Saved data entries:

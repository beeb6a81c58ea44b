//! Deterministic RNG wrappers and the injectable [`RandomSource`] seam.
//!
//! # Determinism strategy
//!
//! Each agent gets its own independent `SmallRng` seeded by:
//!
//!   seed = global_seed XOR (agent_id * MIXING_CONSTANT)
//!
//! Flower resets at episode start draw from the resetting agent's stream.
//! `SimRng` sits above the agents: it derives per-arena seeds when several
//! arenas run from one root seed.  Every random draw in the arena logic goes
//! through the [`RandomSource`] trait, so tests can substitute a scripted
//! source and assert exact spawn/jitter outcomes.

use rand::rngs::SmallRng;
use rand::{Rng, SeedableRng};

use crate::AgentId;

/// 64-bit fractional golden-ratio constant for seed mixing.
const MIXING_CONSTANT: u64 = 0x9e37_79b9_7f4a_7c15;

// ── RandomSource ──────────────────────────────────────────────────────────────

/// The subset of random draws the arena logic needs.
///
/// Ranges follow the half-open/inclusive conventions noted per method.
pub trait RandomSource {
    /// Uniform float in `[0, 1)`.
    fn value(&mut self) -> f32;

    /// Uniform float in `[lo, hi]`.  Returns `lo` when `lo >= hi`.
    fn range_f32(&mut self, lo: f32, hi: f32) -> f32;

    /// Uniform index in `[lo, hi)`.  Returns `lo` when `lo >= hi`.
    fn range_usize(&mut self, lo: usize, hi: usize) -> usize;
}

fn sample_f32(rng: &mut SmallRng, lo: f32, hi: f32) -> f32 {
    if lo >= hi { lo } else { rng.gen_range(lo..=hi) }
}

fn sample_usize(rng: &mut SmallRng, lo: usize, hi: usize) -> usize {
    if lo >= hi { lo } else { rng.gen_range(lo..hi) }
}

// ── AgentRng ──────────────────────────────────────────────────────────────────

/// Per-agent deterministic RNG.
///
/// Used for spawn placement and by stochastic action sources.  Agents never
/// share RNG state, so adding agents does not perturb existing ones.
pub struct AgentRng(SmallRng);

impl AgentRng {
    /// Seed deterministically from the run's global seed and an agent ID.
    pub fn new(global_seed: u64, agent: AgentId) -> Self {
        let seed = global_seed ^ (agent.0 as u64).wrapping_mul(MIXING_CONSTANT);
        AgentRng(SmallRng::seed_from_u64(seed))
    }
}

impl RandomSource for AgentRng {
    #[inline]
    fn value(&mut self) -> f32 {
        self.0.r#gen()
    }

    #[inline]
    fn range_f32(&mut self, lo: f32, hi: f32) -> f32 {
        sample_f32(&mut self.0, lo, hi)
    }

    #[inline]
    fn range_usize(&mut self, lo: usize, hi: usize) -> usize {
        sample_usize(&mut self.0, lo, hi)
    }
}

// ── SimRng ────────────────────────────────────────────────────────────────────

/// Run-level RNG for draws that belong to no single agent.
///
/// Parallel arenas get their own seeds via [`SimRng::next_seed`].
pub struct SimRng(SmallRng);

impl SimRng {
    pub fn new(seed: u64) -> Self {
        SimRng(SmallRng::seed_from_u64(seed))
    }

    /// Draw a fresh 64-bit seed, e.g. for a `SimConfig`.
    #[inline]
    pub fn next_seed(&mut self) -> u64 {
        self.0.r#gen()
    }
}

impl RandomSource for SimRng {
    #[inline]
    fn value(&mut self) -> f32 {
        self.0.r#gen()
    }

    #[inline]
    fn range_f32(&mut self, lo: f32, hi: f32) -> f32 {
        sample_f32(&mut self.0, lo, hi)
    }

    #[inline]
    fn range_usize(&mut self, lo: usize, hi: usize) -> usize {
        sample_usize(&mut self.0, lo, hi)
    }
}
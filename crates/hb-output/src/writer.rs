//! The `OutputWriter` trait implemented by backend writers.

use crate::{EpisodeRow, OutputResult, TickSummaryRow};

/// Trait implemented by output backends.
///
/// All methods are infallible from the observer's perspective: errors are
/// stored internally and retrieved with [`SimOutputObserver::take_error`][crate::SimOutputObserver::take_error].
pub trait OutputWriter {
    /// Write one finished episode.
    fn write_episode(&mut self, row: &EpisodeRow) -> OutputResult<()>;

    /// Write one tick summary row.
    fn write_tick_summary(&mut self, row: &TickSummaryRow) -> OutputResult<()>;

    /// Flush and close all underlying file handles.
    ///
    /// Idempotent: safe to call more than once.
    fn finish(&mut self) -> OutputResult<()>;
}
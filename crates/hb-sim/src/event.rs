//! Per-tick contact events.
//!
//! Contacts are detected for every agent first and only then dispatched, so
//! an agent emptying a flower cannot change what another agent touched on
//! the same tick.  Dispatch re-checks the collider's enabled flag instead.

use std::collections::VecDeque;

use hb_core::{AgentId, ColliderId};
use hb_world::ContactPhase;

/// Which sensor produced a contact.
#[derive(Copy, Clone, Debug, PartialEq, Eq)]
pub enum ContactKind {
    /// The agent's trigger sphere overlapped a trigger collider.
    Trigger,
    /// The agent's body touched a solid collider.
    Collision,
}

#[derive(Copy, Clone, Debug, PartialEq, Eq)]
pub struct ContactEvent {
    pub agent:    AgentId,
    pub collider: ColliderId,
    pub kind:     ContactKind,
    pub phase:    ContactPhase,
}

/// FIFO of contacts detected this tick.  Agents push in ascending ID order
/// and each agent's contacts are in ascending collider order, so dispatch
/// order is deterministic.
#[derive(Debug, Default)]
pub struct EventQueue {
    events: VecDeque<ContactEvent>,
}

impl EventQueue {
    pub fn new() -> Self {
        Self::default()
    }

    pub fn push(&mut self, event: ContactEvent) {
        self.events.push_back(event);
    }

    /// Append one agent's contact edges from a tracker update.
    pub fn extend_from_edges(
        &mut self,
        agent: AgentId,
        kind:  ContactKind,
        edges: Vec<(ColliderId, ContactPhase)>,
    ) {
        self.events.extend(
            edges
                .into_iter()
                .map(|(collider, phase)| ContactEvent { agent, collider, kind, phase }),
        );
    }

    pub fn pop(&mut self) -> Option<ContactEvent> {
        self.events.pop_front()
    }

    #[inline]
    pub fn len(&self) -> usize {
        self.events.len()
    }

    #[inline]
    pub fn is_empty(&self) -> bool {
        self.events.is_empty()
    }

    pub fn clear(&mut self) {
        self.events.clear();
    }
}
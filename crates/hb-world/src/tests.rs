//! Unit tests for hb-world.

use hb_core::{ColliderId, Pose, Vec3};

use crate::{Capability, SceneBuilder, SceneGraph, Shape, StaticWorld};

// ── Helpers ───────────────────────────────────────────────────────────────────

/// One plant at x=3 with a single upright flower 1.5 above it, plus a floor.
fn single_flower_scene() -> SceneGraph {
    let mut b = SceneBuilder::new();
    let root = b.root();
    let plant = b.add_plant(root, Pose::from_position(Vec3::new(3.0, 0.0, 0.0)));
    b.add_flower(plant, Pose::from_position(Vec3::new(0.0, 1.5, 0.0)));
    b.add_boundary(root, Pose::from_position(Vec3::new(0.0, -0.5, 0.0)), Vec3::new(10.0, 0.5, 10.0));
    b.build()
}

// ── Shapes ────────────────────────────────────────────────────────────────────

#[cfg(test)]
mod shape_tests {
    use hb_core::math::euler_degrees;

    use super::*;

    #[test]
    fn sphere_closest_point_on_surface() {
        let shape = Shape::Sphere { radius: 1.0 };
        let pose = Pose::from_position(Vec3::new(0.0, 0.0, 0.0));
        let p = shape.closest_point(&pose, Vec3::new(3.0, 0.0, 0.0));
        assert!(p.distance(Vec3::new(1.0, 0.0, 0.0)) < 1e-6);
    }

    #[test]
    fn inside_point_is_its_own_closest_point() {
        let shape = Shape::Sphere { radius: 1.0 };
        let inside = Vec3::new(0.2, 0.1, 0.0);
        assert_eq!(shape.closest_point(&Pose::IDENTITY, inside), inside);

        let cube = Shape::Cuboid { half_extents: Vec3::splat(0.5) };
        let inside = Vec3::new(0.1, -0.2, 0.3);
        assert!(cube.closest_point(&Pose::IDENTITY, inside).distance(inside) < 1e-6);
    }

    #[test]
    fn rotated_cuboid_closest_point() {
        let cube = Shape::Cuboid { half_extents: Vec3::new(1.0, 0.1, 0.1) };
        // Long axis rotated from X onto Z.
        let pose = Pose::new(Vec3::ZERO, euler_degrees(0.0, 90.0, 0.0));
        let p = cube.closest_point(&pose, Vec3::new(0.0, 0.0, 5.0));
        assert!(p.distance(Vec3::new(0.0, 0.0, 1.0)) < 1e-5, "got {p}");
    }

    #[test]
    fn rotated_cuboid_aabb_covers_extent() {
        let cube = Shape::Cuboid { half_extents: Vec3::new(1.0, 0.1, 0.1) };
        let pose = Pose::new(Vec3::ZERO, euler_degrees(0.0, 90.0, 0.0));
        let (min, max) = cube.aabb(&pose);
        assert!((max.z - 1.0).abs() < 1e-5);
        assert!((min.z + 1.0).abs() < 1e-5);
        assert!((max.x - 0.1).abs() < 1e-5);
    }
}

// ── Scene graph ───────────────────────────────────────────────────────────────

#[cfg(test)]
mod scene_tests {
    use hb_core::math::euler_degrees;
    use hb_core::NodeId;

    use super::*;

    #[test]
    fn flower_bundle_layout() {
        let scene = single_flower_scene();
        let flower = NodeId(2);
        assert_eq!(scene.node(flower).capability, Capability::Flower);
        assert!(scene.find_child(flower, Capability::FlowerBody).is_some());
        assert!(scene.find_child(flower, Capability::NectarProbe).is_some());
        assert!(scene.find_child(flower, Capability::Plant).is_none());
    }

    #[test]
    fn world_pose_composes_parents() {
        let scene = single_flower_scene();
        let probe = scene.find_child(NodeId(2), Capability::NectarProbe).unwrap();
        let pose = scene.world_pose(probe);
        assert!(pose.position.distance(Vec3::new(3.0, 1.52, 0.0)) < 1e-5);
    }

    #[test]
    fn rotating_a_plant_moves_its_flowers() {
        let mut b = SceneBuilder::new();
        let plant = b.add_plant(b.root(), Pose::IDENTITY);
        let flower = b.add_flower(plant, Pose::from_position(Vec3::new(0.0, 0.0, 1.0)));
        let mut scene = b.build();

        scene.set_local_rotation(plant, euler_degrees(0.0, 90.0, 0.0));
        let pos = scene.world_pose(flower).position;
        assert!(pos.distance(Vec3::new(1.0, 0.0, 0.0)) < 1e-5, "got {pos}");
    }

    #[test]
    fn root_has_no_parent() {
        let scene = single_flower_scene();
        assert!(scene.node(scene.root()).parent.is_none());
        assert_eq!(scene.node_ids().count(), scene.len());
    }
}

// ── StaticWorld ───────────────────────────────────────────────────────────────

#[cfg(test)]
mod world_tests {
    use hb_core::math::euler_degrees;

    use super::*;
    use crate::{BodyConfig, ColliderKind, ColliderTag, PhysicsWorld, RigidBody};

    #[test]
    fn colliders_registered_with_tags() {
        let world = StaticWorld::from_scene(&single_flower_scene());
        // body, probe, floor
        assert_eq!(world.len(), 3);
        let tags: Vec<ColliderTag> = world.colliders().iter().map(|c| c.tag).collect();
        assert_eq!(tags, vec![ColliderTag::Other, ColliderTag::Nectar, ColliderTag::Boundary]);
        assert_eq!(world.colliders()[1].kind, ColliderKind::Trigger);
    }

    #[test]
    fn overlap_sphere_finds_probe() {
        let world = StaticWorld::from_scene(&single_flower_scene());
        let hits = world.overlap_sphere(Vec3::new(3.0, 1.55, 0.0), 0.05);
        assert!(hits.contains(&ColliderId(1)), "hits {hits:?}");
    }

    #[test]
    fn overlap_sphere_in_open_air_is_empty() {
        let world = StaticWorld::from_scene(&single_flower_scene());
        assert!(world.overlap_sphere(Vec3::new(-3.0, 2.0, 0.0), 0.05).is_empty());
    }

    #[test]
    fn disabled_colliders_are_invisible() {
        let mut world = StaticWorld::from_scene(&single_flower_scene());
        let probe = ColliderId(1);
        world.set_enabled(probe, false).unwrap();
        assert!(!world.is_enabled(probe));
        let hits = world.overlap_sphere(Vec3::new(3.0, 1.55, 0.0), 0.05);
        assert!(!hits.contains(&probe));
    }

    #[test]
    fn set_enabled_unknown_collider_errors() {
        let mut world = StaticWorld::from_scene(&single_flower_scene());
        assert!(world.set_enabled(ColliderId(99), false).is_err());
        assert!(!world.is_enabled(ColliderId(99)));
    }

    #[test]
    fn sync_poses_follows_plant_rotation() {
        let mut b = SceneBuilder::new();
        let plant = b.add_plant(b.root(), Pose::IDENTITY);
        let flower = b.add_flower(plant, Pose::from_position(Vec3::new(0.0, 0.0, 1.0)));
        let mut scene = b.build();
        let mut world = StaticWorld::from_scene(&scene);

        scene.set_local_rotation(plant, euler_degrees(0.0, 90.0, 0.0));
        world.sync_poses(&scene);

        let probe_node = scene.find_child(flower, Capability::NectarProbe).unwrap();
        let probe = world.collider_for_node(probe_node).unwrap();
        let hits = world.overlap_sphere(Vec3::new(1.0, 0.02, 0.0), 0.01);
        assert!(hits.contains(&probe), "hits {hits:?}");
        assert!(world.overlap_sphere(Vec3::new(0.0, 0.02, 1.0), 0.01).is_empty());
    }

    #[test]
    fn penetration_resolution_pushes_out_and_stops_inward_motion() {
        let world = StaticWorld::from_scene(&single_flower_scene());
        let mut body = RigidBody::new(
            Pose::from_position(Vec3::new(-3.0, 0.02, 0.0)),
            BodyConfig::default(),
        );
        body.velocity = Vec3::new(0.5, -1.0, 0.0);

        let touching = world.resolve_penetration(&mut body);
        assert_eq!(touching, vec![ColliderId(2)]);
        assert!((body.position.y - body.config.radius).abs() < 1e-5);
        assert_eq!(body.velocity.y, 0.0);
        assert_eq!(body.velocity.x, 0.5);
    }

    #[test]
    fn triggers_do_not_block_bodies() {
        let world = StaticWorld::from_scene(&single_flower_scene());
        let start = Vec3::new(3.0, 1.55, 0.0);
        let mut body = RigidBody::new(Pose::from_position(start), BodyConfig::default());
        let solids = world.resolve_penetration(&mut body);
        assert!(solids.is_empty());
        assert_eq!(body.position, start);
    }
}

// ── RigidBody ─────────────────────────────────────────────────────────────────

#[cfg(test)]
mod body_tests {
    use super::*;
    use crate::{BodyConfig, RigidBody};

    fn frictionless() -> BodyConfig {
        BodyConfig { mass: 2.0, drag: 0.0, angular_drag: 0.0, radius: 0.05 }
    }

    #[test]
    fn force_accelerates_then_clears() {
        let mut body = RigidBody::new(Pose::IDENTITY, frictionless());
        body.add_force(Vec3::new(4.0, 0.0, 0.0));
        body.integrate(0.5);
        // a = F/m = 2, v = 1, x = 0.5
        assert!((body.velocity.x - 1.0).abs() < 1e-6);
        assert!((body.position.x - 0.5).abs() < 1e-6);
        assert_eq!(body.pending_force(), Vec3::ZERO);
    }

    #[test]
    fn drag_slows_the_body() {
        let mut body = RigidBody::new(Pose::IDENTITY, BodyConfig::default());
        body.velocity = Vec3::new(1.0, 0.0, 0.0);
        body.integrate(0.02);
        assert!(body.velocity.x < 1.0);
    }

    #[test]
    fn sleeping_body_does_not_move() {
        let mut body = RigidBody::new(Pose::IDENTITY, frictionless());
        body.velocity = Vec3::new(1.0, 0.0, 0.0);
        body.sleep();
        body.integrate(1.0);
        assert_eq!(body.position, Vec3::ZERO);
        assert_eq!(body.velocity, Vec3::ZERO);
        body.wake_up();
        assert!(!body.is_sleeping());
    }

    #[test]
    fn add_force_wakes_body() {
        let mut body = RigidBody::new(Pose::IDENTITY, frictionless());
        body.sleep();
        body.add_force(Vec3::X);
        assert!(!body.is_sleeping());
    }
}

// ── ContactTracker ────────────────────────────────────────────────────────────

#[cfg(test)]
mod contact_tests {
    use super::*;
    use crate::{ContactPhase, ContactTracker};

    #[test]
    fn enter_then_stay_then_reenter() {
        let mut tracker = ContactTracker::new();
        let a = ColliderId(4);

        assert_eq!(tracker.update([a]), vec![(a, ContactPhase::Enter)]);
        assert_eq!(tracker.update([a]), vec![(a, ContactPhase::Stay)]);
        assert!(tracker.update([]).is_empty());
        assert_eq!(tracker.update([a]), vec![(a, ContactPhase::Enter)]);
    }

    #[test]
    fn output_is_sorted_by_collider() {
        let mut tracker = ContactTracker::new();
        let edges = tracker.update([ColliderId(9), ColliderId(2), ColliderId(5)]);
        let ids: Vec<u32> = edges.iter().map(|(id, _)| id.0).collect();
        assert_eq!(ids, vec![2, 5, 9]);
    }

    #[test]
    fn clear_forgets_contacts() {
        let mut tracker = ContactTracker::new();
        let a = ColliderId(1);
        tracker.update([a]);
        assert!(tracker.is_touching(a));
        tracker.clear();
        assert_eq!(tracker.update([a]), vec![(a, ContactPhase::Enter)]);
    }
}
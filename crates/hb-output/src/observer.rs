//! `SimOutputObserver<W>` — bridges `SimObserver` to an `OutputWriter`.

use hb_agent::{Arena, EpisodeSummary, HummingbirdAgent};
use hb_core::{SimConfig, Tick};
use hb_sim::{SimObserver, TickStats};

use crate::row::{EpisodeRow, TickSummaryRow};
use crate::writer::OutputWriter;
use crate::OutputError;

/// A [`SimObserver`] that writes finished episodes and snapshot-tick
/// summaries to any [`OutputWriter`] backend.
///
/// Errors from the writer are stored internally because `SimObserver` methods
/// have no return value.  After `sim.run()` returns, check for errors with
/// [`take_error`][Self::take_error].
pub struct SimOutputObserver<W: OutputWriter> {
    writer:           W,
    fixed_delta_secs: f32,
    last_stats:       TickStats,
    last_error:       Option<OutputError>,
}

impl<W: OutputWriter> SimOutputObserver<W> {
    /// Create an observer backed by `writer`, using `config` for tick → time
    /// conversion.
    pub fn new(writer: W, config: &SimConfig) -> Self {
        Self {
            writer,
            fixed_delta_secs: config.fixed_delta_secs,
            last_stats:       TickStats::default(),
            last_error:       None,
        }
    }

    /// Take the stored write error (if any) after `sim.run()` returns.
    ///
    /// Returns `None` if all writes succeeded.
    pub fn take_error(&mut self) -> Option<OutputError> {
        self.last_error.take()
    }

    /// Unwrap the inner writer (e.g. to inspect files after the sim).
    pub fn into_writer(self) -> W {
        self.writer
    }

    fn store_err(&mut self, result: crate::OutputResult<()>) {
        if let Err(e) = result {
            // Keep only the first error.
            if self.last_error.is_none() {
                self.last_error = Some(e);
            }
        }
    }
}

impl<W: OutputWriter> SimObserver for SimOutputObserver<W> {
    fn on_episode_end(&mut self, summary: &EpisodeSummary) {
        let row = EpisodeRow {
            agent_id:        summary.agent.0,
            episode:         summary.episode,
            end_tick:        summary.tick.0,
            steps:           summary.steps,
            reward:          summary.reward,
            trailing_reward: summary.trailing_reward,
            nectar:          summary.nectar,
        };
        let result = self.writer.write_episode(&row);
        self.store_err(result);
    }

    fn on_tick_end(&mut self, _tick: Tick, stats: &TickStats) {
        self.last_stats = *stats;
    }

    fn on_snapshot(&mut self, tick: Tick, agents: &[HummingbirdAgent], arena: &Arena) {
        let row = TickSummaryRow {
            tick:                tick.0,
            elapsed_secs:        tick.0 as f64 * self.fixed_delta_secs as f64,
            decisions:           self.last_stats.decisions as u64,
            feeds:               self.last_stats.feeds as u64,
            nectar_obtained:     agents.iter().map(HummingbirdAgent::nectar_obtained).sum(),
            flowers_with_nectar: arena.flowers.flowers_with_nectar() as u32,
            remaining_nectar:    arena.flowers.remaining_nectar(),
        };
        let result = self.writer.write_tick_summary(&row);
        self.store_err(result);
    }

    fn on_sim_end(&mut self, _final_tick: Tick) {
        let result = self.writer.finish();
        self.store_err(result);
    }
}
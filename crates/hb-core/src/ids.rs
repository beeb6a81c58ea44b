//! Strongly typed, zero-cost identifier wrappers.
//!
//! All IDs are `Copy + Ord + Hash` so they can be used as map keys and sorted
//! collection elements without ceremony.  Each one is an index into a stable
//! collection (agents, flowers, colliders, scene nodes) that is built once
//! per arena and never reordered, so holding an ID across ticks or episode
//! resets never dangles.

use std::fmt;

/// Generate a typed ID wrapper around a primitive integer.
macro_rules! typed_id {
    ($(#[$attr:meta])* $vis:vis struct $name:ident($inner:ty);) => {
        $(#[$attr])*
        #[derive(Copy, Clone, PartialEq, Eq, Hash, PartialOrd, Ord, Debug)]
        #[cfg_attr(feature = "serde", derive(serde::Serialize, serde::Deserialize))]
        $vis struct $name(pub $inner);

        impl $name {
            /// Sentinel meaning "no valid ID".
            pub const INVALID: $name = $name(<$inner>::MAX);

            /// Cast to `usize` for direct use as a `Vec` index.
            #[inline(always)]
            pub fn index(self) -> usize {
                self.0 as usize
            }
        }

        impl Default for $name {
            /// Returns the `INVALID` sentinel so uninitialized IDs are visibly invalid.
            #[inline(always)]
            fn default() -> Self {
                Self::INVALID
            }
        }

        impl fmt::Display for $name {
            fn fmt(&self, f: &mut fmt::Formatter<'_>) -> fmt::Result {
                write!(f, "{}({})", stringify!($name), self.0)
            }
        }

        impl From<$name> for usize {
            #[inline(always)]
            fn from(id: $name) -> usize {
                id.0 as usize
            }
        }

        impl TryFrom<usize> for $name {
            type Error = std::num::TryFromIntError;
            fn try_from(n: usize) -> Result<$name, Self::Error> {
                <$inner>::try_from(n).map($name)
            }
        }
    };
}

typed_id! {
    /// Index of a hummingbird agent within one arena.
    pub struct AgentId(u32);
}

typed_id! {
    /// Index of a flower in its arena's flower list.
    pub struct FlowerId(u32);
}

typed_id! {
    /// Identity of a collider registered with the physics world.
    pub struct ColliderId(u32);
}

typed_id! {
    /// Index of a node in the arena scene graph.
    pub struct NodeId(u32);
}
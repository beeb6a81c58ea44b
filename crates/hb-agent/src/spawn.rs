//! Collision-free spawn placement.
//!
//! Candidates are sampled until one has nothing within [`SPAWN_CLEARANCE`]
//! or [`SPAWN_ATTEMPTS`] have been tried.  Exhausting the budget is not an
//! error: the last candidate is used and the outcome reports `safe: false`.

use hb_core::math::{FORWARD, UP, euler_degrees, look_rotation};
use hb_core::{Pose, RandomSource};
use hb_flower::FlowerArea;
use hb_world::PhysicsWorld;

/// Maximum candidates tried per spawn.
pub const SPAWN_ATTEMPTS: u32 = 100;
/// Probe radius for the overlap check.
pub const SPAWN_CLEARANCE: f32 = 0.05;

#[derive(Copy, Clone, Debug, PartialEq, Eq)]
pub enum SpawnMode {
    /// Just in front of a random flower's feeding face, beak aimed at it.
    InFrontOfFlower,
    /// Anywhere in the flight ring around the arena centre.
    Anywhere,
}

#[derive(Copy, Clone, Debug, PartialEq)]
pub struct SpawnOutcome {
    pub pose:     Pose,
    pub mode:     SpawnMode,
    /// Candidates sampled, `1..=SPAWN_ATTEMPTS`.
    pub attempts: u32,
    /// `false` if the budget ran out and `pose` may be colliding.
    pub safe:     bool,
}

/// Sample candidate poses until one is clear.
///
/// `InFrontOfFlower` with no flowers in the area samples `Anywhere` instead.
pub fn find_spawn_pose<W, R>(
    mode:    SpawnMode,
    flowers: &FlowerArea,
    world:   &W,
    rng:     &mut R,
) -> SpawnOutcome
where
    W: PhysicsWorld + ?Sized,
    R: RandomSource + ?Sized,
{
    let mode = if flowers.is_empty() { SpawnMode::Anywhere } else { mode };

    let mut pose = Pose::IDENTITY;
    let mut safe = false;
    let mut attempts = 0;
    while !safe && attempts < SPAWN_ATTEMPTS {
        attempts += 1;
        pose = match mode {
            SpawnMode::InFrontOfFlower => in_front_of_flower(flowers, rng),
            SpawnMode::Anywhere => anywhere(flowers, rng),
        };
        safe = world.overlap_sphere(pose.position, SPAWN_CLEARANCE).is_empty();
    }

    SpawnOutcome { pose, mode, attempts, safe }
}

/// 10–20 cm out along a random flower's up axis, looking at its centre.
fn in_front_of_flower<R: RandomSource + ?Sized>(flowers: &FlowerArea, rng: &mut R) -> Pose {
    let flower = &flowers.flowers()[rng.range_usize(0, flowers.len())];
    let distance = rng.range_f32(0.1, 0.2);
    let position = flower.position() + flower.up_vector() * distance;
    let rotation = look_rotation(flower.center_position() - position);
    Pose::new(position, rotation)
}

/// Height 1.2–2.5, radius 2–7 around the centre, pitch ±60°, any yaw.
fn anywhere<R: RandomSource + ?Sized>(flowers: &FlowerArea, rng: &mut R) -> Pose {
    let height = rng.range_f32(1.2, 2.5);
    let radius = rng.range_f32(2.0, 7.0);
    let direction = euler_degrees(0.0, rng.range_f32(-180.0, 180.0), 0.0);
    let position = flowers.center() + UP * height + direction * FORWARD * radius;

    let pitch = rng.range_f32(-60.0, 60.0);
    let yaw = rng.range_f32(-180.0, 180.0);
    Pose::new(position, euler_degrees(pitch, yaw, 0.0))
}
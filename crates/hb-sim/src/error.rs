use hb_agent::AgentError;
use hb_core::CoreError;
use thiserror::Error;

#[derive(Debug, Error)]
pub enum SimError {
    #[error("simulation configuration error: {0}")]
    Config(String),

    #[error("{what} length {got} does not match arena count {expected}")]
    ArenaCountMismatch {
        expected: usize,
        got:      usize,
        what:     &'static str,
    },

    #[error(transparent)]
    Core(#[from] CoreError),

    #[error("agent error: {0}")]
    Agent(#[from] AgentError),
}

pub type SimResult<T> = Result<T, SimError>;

**WORK TO BE COMPLETED**
Word for word, repeat the data from its first line through the line with "use crate::AgentId;", including both of those lines and no others.

**RESPONSE AREA**
repository beeb6a81c58ea44b
//! Deterministic RNG wrappers and the injectable [`RandomSource`] seam.
//!
//! # Determinism strategy
//!
//! Each agent gets its own independent `SmallRng` seeded by:
//!
//!   seed = global_seed XOR (agent_id * MIXING_CONSTANT)
//!
//! Flower resets at episode start draw from the resetting agent's stream.
//! `SimRng` sits above the agents: it derives per-arena seeds when several
//! arenas run from one root seed.  Every random draw in the arena logic goes
//! through the [`RandomSource`] trait, so tests can substitute a scripted
//! source and assert exact spawn/jitter outcomes.

use rand::rngs::SmallRng;
use rand::{Rng, SeedableRng};

use crate::AgentId;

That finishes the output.